*** Opening SUPPLIED DATA ***
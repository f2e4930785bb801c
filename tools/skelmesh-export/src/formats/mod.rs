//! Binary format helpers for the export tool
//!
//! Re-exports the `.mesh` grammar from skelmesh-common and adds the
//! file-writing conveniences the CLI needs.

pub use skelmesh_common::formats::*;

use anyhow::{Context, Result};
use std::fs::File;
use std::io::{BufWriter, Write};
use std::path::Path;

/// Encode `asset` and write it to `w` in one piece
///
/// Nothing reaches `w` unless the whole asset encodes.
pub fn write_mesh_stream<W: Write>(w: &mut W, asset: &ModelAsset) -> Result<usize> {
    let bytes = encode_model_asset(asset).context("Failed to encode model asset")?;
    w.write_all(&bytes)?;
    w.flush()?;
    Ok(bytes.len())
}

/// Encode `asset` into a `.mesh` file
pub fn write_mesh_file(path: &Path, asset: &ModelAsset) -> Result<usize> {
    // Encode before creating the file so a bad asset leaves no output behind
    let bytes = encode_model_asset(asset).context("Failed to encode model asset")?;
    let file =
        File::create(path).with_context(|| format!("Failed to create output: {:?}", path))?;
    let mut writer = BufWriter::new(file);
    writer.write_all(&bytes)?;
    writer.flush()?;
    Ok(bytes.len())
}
*** Closing SUPPLIED DATA ***
*** Opening SUPPLIED DATA ***
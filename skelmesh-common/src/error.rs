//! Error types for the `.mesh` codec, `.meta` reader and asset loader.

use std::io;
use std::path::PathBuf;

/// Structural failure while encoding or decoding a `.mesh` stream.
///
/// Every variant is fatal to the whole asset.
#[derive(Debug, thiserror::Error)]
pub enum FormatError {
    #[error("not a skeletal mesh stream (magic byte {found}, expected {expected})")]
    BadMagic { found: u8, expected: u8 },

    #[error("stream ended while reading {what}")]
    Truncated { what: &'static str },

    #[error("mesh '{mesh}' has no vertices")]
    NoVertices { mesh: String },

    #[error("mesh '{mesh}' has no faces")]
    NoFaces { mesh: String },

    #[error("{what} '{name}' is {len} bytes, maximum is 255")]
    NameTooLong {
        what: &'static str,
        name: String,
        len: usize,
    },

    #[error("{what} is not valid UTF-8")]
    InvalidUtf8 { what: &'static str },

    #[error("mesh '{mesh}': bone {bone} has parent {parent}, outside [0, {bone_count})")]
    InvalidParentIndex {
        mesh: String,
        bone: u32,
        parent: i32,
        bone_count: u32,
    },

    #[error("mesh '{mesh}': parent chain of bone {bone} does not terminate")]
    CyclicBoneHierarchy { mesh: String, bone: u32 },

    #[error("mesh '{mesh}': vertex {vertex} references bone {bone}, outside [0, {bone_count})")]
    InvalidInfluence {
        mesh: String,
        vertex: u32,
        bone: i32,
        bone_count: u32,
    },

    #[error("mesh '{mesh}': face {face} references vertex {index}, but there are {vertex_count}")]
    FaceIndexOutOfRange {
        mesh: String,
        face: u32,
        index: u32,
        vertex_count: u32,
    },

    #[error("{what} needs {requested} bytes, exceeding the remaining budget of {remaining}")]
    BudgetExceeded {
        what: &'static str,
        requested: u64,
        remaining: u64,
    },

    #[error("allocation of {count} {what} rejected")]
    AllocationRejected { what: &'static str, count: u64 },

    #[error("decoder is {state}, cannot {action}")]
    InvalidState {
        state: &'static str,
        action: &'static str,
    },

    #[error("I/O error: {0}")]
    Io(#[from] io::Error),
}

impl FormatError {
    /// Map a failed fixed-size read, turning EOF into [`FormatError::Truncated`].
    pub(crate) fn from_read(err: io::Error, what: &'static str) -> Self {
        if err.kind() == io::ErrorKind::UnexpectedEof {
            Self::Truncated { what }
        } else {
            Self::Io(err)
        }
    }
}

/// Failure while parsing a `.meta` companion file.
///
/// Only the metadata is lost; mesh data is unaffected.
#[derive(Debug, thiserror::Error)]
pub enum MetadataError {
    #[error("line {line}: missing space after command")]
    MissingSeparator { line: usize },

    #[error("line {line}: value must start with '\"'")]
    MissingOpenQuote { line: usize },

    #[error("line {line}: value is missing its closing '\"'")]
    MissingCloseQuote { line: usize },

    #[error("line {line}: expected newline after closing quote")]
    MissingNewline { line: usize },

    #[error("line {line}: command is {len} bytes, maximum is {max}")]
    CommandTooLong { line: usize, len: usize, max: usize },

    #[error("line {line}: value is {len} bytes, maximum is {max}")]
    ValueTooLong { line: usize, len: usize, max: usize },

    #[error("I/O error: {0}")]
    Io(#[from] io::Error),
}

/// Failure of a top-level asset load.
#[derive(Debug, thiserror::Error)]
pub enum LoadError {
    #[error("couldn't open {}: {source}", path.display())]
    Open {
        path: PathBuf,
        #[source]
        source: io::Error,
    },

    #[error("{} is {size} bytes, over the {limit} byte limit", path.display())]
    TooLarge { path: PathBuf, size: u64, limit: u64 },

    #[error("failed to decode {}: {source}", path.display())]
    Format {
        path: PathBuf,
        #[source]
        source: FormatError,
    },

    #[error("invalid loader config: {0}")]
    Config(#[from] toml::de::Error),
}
*** Closing SUPPLIED DATA ***
*** Opening SUPPLIED DATA ***
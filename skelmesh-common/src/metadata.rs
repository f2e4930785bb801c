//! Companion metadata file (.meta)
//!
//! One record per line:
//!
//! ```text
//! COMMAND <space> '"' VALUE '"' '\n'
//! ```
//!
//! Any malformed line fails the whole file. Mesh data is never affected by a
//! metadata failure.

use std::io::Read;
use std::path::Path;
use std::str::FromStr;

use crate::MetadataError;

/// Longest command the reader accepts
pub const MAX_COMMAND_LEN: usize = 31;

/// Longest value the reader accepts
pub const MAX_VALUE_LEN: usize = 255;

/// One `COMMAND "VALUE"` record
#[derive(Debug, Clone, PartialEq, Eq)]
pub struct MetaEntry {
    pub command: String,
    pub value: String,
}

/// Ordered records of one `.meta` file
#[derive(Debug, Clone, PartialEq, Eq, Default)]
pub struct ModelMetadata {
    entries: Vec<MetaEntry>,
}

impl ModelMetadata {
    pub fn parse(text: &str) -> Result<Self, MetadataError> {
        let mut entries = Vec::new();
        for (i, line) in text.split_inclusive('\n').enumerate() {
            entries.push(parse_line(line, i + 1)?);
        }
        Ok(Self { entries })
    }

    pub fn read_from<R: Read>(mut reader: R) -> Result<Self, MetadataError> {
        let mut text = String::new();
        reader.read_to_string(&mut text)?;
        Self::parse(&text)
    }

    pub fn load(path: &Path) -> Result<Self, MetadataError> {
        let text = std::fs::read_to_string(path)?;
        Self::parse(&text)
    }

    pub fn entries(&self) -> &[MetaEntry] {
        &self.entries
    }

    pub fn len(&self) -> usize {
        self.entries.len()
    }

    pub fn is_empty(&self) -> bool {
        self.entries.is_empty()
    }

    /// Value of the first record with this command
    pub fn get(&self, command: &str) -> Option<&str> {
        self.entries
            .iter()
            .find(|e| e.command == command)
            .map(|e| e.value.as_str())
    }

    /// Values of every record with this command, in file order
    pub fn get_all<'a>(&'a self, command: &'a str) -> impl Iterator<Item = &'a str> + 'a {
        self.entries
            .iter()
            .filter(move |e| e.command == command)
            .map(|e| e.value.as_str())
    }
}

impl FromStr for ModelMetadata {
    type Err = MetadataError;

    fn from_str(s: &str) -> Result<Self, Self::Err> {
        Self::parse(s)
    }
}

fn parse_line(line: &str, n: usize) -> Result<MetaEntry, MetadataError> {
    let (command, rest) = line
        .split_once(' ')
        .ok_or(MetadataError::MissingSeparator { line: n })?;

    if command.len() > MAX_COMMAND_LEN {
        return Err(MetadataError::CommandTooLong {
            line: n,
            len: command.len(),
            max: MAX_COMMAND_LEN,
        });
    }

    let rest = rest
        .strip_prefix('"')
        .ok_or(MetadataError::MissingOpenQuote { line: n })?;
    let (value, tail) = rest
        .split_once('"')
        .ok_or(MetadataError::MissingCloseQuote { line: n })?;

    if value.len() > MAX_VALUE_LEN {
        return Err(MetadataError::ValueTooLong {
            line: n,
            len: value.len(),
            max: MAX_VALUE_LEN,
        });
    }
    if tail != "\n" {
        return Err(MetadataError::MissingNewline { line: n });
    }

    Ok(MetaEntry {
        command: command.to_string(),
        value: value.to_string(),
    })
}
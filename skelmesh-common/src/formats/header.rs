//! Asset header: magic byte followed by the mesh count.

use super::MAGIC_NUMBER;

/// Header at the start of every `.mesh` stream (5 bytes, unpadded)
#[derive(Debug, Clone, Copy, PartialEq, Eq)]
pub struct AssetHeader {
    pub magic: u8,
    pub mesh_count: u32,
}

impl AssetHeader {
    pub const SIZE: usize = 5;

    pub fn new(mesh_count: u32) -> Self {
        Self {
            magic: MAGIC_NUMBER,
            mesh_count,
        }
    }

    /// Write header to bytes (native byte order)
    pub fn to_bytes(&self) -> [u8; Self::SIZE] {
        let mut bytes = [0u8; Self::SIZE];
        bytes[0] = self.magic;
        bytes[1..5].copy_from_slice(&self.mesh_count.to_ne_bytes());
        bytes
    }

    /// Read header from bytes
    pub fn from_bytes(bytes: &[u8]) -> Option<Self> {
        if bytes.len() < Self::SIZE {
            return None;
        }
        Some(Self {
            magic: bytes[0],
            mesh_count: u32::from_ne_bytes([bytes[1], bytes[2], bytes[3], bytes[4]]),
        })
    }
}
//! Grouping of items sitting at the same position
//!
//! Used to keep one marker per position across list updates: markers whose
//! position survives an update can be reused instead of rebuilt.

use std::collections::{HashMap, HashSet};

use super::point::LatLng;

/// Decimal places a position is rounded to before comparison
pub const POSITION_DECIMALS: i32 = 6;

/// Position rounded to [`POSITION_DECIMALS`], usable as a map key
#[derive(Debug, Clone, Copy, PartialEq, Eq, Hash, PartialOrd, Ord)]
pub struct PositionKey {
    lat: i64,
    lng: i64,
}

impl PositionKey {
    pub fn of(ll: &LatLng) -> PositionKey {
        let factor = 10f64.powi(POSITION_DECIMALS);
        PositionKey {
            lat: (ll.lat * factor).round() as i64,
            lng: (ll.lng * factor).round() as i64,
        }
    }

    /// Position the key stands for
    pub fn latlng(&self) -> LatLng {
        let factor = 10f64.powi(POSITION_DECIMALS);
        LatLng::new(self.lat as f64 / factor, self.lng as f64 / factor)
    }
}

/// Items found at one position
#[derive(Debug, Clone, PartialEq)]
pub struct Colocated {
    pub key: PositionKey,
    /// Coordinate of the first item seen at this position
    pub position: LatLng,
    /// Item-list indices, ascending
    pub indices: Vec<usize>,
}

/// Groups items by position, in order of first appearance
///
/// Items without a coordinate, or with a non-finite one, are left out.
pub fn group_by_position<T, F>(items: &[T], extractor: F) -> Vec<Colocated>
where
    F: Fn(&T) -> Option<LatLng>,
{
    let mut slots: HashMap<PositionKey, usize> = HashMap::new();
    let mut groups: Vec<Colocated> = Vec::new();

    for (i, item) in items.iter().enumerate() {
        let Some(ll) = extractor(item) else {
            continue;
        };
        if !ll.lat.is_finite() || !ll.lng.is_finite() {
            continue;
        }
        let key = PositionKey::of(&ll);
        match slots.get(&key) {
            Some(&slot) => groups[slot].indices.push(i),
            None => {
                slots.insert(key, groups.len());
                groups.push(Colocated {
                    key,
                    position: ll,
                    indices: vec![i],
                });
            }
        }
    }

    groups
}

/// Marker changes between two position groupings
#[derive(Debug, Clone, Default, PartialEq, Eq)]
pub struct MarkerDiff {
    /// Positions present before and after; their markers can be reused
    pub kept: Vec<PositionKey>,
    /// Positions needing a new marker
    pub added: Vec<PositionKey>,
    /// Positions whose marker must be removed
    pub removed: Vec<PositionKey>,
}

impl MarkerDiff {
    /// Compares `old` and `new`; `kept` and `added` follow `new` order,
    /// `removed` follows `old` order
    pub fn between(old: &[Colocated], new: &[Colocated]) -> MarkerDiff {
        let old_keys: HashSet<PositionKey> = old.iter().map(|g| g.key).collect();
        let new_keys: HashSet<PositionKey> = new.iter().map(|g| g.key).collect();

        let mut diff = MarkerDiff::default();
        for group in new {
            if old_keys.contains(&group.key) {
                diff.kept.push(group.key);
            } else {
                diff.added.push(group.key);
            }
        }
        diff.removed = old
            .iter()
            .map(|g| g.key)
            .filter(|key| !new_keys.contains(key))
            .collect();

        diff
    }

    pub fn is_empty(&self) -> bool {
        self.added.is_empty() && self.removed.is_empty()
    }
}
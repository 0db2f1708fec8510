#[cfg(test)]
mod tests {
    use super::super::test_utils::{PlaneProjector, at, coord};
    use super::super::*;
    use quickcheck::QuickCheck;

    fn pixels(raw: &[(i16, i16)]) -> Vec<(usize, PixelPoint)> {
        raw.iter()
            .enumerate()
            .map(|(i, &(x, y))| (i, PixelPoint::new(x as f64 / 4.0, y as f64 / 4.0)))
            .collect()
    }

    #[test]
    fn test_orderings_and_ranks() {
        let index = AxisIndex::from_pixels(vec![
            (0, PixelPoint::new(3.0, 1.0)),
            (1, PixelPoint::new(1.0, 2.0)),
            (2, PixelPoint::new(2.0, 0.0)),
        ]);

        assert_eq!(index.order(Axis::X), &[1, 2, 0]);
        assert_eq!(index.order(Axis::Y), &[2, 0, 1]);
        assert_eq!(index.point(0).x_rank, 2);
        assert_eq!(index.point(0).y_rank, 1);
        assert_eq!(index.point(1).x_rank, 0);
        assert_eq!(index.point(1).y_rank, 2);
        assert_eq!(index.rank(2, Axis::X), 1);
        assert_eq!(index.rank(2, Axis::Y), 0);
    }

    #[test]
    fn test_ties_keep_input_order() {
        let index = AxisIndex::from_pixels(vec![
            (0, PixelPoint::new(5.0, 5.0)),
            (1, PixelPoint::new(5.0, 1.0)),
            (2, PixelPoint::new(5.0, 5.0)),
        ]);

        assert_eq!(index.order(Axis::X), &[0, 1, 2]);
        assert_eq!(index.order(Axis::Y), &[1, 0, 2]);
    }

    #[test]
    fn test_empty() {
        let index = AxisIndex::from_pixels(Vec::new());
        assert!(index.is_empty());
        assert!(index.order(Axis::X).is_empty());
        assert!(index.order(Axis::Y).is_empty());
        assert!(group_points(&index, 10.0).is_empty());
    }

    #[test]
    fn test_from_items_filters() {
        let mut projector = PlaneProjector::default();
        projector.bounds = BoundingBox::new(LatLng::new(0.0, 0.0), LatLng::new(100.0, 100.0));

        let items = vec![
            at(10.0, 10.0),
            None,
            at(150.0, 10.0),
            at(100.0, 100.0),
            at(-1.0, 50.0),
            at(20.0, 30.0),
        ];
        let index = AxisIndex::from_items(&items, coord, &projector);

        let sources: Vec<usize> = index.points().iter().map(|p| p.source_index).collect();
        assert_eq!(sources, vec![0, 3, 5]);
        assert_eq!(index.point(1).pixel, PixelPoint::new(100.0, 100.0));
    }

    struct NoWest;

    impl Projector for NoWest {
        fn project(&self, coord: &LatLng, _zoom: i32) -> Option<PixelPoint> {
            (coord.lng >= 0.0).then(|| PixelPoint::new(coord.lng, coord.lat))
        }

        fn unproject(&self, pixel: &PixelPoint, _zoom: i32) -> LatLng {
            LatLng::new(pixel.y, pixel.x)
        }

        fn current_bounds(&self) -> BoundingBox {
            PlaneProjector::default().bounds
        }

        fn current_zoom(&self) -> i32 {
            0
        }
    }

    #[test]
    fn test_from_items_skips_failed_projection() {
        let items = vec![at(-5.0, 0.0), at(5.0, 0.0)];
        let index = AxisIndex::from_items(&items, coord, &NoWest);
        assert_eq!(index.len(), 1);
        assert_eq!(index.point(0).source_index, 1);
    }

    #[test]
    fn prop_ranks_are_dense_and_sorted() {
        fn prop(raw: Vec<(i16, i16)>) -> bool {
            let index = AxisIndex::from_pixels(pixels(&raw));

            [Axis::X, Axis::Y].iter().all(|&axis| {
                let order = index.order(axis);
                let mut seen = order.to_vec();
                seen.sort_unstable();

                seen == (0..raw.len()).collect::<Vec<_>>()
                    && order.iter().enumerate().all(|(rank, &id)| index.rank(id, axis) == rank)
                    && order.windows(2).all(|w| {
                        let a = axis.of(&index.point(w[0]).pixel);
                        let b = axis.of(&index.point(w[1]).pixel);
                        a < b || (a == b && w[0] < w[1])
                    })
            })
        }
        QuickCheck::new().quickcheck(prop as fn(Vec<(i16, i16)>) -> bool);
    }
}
*** Closing SUPPLIED DATA ***
WHAT THIS TASK INVOLVES:
I'd like the lines above from the one with "pub struct PositionKey" up to and including the one with "lng: (ll.lng *" copied exactly, with no other lines.

RESPONSE AREA:
pub struct PositionKey {
    lat: i64,
    lng: i64,
}

impl PositionKey {
    pub fn of(ll: &LatLng) -> PositionKey {
        let factor = 10f64.powi(POSITION_DECIMALS);
        PositionKey {
            lat: (ll.lat * factor).round() as i64,
            lng: (ll.lng * factor).round() as i64,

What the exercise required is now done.